→ **Task statement**: When you reach the line containing "pub mod handlers;" in the data below, begin returning lines exactly as written, and stop once the line containing "pub mod state;" has been returned.

——

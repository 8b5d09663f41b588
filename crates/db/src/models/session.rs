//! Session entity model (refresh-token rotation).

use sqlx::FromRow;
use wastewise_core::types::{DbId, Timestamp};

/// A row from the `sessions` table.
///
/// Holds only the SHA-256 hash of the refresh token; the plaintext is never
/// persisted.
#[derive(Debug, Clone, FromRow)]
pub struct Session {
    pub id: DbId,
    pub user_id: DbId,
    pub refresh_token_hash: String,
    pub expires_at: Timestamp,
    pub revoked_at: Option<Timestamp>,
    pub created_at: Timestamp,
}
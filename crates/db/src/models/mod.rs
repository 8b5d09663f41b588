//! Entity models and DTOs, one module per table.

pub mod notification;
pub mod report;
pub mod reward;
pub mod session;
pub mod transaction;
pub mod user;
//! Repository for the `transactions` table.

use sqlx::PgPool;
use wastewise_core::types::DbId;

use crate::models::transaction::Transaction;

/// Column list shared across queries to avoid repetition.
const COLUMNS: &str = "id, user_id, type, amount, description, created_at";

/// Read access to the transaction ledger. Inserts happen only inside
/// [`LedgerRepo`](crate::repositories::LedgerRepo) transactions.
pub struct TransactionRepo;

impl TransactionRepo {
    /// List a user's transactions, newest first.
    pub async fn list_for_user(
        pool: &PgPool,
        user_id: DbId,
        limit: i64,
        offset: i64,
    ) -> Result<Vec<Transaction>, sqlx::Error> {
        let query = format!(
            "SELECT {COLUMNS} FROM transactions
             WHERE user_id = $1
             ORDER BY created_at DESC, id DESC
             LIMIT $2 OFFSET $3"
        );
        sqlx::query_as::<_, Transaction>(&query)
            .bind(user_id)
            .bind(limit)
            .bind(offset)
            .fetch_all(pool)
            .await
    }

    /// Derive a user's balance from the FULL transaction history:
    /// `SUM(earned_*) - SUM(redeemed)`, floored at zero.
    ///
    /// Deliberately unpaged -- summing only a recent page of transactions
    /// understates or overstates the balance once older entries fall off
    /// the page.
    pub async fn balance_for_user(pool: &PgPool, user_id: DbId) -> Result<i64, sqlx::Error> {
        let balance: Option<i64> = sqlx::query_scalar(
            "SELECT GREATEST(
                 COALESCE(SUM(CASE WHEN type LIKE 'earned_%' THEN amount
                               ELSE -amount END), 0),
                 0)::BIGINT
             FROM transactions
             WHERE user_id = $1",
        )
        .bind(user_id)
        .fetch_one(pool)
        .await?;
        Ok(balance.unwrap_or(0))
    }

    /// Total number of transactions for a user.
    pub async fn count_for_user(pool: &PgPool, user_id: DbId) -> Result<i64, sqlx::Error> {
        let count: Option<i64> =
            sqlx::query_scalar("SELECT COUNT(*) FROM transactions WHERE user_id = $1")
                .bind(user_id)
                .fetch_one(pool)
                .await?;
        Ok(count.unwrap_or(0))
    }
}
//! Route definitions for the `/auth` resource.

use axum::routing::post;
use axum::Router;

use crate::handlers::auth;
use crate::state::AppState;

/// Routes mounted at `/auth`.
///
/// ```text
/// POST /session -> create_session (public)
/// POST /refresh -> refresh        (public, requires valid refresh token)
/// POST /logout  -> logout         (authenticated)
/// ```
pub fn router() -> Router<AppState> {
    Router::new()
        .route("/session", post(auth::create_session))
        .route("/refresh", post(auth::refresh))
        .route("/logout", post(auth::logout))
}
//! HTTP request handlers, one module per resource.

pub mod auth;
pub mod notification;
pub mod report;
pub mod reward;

——

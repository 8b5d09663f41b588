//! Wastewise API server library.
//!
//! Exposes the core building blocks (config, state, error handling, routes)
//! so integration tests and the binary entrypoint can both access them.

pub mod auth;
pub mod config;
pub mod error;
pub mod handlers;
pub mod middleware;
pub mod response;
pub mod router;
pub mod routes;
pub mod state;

——

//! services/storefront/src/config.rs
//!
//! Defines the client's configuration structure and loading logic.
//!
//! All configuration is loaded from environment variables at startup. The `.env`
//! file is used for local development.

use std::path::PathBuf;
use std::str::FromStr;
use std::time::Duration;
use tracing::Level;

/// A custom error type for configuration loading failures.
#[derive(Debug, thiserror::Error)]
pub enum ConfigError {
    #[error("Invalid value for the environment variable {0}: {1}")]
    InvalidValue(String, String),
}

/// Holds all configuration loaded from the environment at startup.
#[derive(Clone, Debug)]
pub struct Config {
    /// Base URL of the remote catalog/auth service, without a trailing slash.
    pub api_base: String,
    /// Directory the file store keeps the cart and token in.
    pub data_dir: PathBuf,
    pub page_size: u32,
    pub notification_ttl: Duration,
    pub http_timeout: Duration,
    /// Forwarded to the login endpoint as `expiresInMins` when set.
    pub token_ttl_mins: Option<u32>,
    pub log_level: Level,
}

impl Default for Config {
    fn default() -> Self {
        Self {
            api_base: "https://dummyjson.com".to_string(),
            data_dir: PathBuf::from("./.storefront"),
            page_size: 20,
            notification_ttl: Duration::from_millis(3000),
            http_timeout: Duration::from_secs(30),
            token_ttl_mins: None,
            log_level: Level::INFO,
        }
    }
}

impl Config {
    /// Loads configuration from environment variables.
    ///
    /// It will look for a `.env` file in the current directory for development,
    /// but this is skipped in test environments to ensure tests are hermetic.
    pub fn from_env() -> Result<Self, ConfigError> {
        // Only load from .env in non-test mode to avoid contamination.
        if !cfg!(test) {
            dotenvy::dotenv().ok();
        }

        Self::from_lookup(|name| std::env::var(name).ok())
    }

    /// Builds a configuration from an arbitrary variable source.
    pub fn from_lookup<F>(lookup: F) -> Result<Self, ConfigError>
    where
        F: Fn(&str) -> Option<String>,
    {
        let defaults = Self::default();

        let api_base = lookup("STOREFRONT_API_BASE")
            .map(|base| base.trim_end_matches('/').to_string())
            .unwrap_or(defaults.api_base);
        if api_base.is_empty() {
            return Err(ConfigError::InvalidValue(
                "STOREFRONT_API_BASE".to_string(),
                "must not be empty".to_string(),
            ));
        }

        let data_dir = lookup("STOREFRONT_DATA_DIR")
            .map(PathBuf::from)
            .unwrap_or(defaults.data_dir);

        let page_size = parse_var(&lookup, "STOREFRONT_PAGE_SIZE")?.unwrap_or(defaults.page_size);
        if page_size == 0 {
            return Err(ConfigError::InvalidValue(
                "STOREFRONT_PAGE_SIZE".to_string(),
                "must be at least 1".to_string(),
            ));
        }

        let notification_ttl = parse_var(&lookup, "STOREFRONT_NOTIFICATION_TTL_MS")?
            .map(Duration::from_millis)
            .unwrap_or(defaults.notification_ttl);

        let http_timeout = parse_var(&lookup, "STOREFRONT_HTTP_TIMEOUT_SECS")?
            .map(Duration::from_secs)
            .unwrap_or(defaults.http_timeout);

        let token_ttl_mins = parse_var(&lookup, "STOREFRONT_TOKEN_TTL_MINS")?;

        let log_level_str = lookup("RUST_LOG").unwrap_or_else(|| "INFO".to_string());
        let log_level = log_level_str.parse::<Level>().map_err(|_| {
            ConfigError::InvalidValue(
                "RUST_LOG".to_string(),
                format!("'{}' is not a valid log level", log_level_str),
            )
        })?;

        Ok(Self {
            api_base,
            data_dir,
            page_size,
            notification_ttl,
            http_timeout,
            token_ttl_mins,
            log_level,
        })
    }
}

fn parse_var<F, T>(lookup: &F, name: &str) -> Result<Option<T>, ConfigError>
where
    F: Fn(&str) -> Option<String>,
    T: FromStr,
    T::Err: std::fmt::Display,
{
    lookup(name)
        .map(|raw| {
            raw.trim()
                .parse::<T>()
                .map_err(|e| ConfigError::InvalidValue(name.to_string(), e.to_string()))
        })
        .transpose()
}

——

→ **Answer section**:
pub mod handlers;
pub mod middleware;
pub mod response;
pub mod router;
pub mod routes;
pub mod state;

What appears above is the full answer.